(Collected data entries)
□ □ □ □

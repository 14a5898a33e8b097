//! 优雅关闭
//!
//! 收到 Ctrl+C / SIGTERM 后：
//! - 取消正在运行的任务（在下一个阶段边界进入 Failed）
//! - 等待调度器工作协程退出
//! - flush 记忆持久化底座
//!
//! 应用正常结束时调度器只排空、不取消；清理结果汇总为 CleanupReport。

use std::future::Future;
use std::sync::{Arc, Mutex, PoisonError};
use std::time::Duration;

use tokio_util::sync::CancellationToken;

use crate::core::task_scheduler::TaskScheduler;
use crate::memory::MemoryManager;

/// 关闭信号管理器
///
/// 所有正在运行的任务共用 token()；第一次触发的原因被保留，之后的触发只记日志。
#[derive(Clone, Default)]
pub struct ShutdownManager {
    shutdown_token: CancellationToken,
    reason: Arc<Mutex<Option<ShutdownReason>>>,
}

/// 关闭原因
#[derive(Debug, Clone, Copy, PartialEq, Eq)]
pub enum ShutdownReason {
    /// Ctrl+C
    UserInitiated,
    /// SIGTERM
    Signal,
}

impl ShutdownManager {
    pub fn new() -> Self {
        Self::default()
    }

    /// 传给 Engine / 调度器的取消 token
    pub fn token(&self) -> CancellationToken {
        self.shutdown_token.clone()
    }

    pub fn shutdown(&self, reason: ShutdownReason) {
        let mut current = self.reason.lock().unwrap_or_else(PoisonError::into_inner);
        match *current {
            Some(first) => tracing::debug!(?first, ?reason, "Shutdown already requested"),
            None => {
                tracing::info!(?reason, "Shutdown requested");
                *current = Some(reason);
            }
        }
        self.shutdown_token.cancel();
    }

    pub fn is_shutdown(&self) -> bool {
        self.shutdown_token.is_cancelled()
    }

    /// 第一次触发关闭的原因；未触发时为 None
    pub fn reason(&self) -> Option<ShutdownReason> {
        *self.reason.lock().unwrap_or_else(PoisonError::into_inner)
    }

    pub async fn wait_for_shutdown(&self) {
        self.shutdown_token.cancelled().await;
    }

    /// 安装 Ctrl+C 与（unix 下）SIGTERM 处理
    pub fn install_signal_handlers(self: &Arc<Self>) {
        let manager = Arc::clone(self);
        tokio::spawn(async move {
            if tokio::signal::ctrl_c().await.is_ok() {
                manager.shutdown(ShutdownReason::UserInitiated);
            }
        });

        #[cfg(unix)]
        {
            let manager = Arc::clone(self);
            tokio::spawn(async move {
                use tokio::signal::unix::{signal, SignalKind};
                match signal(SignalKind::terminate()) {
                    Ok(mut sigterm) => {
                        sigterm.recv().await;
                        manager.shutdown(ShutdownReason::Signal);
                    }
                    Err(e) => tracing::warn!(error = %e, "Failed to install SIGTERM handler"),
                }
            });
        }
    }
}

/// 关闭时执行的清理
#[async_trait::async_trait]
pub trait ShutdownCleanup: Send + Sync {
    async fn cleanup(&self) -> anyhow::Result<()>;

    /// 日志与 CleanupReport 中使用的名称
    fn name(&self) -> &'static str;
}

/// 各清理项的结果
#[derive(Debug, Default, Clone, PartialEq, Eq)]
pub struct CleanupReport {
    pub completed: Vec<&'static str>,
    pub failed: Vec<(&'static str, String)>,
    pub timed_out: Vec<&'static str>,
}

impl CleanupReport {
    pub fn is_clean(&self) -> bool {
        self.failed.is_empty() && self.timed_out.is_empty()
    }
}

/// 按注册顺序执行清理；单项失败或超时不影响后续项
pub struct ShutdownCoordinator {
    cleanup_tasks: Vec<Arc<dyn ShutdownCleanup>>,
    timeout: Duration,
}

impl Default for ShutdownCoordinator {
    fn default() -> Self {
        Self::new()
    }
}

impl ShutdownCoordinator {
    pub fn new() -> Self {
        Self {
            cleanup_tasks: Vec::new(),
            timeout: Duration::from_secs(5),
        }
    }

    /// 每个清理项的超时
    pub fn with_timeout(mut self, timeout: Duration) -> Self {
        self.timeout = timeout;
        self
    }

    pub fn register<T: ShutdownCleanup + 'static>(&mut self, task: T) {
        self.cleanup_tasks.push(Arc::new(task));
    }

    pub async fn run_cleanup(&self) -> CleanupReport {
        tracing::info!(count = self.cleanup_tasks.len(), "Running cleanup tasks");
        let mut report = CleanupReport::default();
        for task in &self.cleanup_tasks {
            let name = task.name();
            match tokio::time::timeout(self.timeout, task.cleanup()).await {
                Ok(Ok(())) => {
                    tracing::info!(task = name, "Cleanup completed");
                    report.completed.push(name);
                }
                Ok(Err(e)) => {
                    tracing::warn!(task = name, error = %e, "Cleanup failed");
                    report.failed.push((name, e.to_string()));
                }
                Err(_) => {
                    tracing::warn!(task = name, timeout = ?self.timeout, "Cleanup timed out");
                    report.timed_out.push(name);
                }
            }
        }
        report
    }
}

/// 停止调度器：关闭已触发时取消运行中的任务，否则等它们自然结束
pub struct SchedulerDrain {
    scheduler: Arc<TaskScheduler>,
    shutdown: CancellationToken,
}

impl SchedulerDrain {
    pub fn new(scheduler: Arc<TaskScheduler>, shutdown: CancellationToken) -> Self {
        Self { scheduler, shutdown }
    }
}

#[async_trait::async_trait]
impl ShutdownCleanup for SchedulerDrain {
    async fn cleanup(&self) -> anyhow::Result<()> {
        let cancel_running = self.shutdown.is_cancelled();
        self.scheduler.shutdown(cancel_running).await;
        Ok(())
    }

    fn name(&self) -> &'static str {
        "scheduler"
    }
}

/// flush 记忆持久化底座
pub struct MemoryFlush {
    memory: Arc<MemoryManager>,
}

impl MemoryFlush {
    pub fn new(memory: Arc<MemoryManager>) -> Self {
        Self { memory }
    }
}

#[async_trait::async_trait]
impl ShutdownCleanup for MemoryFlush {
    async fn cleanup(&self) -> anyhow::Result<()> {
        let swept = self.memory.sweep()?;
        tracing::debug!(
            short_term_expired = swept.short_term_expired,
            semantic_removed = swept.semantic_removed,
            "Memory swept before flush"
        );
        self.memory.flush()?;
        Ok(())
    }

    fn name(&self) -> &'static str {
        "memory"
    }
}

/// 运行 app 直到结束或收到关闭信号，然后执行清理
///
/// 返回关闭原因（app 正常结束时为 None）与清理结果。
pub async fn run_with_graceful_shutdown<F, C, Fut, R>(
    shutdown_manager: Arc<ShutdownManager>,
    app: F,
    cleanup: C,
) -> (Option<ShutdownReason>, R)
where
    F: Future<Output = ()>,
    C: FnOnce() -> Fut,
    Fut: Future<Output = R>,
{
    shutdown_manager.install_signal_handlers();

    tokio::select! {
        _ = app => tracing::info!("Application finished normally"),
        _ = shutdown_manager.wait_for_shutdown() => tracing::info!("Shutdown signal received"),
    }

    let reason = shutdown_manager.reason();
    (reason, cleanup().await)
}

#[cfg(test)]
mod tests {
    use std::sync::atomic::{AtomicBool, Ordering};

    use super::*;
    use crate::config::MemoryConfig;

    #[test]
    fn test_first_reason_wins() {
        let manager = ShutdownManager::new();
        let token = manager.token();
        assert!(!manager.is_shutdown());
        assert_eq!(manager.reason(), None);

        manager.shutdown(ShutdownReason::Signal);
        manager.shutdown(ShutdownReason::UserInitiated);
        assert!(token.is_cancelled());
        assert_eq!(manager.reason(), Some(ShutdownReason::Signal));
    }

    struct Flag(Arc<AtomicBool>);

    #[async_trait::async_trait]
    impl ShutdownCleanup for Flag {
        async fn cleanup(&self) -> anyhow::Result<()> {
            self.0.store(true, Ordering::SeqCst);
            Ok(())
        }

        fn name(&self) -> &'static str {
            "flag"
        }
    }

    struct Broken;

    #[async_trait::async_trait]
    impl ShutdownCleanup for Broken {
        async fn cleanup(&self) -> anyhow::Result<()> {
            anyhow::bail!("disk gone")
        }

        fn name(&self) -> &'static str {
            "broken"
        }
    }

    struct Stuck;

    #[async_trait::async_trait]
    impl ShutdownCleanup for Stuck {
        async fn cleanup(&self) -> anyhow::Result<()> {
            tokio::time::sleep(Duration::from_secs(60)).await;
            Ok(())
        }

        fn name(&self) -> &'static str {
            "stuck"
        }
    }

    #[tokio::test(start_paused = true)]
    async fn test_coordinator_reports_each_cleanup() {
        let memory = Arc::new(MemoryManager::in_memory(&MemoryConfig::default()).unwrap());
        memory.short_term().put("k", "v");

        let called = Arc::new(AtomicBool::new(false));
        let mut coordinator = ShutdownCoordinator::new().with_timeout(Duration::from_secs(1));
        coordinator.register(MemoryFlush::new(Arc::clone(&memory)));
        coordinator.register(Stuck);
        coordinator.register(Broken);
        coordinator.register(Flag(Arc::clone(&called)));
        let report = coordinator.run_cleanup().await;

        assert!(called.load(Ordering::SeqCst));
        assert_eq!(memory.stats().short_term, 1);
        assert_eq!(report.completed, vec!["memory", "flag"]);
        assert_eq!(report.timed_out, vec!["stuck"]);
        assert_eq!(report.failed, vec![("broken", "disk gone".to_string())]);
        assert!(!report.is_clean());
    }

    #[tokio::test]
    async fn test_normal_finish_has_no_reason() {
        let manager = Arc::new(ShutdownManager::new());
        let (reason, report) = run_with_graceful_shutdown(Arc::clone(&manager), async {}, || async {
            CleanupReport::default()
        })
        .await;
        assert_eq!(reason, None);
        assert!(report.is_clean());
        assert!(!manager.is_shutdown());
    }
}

□ □ □ □

*TASK TO COMPLETE:*
Copy from the entries above each line in which the string "gone" can be found.

*TASK SOLUTION:*
            anyhow::bail!("disk gone")
        assert_eq!(report.failed, vec![("broken", "disk gone".to_string())]);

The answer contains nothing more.